**Task prompt**
Between the line containing "points for front-ends" and the line containing "without starting it." lies a run of lines; give that run again exactly, with both of those lines, and nothing else from the entries below.

Collected data:
▼
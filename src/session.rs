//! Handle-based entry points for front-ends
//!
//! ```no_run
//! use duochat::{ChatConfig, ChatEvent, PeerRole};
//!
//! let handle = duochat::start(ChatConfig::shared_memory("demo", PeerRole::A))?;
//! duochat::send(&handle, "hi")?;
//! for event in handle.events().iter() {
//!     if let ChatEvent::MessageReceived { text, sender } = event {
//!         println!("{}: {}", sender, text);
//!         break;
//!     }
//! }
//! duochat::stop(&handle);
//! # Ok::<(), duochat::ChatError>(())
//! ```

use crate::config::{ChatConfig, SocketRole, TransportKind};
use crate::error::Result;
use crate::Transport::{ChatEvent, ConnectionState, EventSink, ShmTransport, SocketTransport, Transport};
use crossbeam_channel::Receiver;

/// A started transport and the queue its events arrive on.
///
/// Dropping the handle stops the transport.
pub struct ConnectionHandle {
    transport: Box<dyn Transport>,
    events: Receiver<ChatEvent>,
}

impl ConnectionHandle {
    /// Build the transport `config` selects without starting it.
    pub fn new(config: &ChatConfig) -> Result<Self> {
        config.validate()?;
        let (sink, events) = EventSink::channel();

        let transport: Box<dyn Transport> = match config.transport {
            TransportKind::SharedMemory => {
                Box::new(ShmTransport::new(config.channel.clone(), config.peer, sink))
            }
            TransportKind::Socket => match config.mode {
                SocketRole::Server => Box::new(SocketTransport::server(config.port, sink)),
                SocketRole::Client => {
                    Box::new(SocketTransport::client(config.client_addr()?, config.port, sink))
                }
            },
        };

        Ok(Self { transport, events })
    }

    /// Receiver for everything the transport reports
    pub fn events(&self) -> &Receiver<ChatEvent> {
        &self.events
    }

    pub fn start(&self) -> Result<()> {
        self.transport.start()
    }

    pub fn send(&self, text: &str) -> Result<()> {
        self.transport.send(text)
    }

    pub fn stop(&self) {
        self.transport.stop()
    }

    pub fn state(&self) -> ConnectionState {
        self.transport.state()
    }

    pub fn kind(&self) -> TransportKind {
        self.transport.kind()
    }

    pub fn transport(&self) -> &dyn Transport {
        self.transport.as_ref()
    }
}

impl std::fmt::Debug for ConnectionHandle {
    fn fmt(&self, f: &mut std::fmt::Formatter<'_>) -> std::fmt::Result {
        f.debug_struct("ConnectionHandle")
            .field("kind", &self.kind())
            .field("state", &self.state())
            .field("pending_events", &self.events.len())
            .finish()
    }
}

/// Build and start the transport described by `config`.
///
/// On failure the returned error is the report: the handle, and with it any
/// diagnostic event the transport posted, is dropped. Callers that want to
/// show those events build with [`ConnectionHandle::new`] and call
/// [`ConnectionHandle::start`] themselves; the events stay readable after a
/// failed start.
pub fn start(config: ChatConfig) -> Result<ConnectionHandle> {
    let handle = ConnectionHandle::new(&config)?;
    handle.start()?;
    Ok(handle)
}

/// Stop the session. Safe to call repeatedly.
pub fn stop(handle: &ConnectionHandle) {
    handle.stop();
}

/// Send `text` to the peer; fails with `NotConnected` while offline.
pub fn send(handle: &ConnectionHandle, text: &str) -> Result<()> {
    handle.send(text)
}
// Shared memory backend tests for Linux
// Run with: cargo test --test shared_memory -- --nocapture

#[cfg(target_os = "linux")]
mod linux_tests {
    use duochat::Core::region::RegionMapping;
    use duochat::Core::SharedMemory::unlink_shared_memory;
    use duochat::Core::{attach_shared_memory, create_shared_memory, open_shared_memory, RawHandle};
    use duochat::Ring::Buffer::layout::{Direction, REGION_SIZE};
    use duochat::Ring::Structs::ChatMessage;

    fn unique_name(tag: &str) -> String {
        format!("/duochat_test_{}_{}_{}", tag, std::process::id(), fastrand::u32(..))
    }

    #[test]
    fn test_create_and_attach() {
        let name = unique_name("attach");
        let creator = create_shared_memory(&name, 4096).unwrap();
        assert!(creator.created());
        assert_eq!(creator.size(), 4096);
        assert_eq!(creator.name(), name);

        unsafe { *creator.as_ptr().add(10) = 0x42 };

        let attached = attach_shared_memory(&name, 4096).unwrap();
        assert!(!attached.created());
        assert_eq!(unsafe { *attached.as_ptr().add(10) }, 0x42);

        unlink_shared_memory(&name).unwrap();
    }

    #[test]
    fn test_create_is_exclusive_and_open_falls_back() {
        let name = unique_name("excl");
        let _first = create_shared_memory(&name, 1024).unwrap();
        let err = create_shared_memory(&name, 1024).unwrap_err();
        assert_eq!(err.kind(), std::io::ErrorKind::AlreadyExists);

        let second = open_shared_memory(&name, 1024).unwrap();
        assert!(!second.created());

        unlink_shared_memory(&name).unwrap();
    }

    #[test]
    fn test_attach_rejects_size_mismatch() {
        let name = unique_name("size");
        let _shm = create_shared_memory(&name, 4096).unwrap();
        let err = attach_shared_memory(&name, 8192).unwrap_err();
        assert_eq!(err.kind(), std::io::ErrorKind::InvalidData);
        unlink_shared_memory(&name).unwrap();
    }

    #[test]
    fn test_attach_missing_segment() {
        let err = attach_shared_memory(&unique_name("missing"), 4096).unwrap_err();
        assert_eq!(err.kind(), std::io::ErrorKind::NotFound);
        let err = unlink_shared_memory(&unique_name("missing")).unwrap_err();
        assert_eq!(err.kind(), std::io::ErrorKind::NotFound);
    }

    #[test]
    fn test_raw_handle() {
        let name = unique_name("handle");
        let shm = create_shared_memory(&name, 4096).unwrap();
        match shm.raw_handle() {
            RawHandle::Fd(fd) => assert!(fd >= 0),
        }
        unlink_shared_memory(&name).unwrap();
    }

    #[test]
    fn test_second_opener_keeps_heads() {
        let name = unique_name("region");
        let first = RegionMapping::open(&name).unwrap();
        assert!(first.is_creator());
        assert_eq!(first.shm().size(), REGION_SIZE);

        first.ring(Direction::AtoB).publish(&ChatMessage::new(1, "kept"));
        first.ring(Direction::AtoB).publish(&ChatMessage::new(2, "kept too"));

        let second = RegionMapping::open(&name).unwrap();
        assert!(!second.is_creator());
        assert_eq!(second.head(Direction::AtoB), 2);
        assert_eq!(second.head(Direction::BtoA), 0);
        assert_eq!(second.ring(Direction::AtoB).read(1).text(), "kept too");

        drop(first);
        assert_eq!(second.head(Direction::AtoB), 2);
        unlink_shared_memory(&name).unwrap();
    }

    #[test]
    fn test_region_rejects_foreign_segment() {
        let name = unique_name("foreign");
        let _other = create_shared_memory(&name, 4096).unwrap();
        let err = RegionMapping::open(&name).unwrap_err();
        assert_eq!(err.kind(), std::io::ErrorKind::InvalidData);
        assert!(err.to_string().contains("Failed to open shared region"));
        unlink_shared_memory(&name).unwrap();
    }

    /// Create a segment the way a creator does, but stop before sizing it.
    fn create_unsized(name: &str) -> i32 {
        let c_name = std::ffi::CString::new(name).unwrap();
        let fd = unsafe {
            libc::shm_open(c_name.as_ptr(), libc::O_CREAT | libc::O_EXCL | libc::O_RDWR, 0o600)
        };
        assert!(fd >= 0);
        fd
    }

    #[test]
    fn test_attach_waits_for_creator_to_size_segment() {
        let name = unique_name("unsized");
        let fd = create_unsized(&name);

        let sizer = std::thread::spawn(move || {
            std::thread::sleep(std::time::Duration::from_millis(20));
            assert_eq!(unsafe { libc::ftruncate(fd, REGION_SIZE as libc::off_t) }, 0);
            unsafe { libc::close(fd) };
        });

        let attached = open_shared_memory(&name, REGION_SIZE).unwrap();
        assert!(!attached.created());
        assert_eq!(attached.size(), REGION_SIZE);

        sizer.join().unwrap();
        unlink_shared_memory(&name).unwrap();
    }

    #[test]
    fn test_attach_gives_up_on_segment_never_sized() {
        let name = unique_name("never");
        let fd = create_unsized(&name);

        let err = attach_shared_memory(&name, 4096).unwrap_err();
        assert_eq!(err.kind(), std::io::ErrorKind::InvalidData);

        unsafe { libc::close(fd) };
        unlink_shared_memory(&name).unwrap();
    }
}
▲
**Expected answer**
//! Handle-based entry points for front-ends
//!
//! ```no_run
//! use duochat::{ChatConfig, ChatEvent, PeerRole};
//!
//! let handle = duochat::start(ChatConfig::shared_memory("demo", PeerRole::A))?;
//! duochat::send(&handle, "hi")?;
//! for event in handle.events().iter() {
//!     if let ChatEvent::MessageReceived { text, sender } = event {
//!         println!("{}: {}", sender, text);
//!         break;
//!     }
//! }
//! duochat::stop(&handle);
//! # Ok::<(), duochat::ChatError>(())
//! ```

use crate::config::{ChatConfig, SocketRole, TransportKind};
use crate::error::Result;
use crate::Transport::{ChatEvent, ConnectionState, EventSink, ShmTransport, SocketTransport, Transport};
use crossbeam_channel::Receiver;

/// A started transport and the queue its events arrive on.
///
/// Dropping the handle stops the transport.
pub struct ConnectionHandle {
    transport: Box<dyn Transport>,
    events: Receiver<ChatEvent>,
}

impl ConnectionHandle {
    /// Build the transport `config` selects without starting it.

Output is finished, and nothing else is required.